The Awful Not-So-Awesome Threesome

17 03 2008

According to an ex-aide, someone who was once the mayor of a NJ city with “wood” in its name, former New Jersey Governor and future Episcopal priest Jim “The Gay American” McGreevey let him be the number three in threesomes involving Mrs. McGreevey. Naturally, she denies it.

But if it’s true, she has a very good reason to deny deny deny. By admitting it, it means that she obviously knew that he was cheating on her, and worse, she enabled it. A man and a woman promise each other a monopoly on their romantic affections, sexual and otherwise, upon marriage. Not only did Mrs. McG not have a monopoly on her husband’s romantic affections during the marriage, she didn’t even have a monopoly on his romantic affections during actual romance.

And depending on what actually happened during these threesomes, we might know whether JM now plays pitcher or catcher.





To Have a Sociologist for a Spouse

16 03 2008

LiveScience, on Eliot Spiter and the sociology of marital infidelity:

“Some sociologists have argued that ‘being faithful’ is the central, defining norm of marriage,” said Paul Amato, a professor of sociology at Penn State. “Although marriage implies multiple obligations, the obligation to be sexually faithful to one’s spouse seems to carry the most weight.”

No kidding.  So that’s how it works.  I would have never guessed.

Note the weasel word — “some” sociologists?  You mean there are some who don’t think so?  I would hate to have to be the spouse of a sociologist who thinks that sexual and romantic fidelity isn’t that important.

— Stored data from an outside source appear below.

//! Worker output capture
//!
//! Drains a child's stdout/stderr in background tasks so the pipes never fill,
//! forwarding each line to the log and keeping the last few KiB of each
//! stream for diagnostics.

use std::process::ExitStatus;
use std::sync::{Arc, Mutex, PoisonError};
use std::time::Duration;

use tokio::io::{AsyncBufReadExt, AsyncRead, BufReader};
use tokio::process::Child;
use tokio::task::JoinHandle;
use tracing::debug;

/// Bytes retained per stream; older output is dropped first
const MAX_CAPTURE_BYTES: usize = 8 * 1024;

/// Characters of each stream included in a failure message
const ERROR_SNIPPET_CHARS: usize = 200;

/// Bounded capture of a child's stdout and stderr
#[derive(Debug)]
pub struct OutputCapture {
    stdout: Arc<Mutex<String>>,
    stderr: Arc<Mutex<String>>,
    drains: Vec<JoinHandle<()>>,
}

impl OutputCapture {
    /// Take the child's piped streams and start draining them
    pub fn attach(worker: &str, child: &mut Child) -> Self {
        debug!(%worker, "OutputCapture::attach: called");
        let stdout = Arc::new(Mutex::new(String::new()));
        let stderr = Arc::new(Mutex::new(String::new()));
        let mut drains = Vec::new();

        if let Some(out) = child.stdout.take() {
            drains.push(tokio::spawn(drain(worker.to_string(), "stdout", out, stdout.clone())));
        }
        if let Some(err) = child.stderr.take() {
            drains.push(tokio::spawn(drain(worker.to_string(), "stderr", err, stderr.clone())));
        }

        Self { stdout, stderr, drains }
    }

    /// Wait for both streams to reach EOF, at most `timeout`
    ///
    /// Returns false if the drains were still running when the timeout hit.
    pub async fn finish(&mut self, timeout: Duration) -> bool {
        debug!(?timeout, "OutputCapture::finish: called");
        let drains: Vec<_> = self.drains.drain(..).collect();
        tokio::time::timeout(timeout, futures::future::join_all(drains))
            .await
            .is_ok()
    }

    pub fn stdout(&self) -> String {
        self.stdout.lock().unwrap_or_else(PoisonError::into_inner).clone()
    }

    pub fn stderr(&self) -> String {
        self.stderr.lock().unwrap_or_else(PoisonError::into_inner).clone()
    }
}

async fn drain<R>(worker: String, stream: &'static str, reader: R, buf: Arc<Mutex<String>>)
where
    R: AsyncRead + Unpin,
{
    let mut lines = BufReader::new(reader).lines();
    loop {
        match lines.next_line().await {
            Ok(Some(line)) => {
                debug!(%worker, stream, %line, "worker output");
                let mut captured = buf.lock().unwrap_or_else(PoisonError::into_inner);
                push_tail(&mut captured, &line, MAX_CAPTURE_BYTES);
            }
            Ok(None) => break,
            Err(e) => {
                debug!(%worker, stream, error = %e, "drain: read failed");
                break;
            }
        }
    }
}

/// Append `line` and drop the oldest bytes beyond `max`
fn push_tail(captured: &mut String, line: &str, max: usize) {
    captured.push_str(line);
    captured.push('\n');
    if captured.len() > max {
        let mut cut = captured.len() - max;
        while !captured.is_char_boundary(cut) {
            cut += 1;
        }
        captured.drain(..cut);
    }
}

/// First `max` characters of the input with surrounding whitespace removed
fn truncate_chars(s: &str, max: usize) -> String {
    s.trim().chars().take(max).collect()
}

/// Human-readable description of an early exit
pub fn describe_exit(status: ExitStatus, stderr: &str, stdout: &str) -> String {
    let mut msg = match status.code() {
        Some(code) => format!("exit code {}", code),
        None => format!("terminated ({})", status),
    };
    let stderr = truncate_chars(stderr, ERROR_SNIPPET_CHARS);
    if !stderr.is_empty() {
        msg.push_str(" - ");
        msg.push_str(&stderr);
    }
    let stdout = truncate_chars(stdout, ERROR_SNIPPET_CHARS);
    if !stdout.is_empty() {
        msg.push_str(" - ");
        msg.push_str(&stdout);
    }
    msg
}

To Each According To His Prophylactic Needs

4 03 2008

The good news is that the Mizzou campus student government, funded by per-semester fees paid by the students themselves, and not the University itself, will be funding the communal condom bowls that will soon exist in every dorm.

However, I still can’t countenance the idea that condoms are a civil right for and a collective responsibility among the University of Missouri’s undergraduate student body. Virtually all of Mizzou’s undergrads are at least 17 years of age, and are thus legal adults in this state when it comes to sexual relations and criminal responsibility. As such, those adults, like most adults in Columbia, Missouri, and elsewhere, should head to the drug store and plop down the six bucks and change for a box like the rest of us. If they don’t have the six bucks, or the ambition to go do a drug store, then they really have no business having sex. If they have no need for condoms, then they shouldn’t be made to pay for such needs of others.

As it is, Mizzou gives out condoms at several locations on the campus, that distribution paid for by the University itself.  But the bright idea behind distributing them in the dorms is that actually leaving the dorm and heading to the Student Health Center is too inconvenient and too embarrassing for some students — taking condoms in public view is supposedly embarrassing, but the sex that the condoms imply isn’t embarrassing.  I suppose that there are a few students left who think that there is some sort of prudish moral atmosphere at Mizzou (consistently rated one of the country’s biggest party schools) that will ridicule their sex lives.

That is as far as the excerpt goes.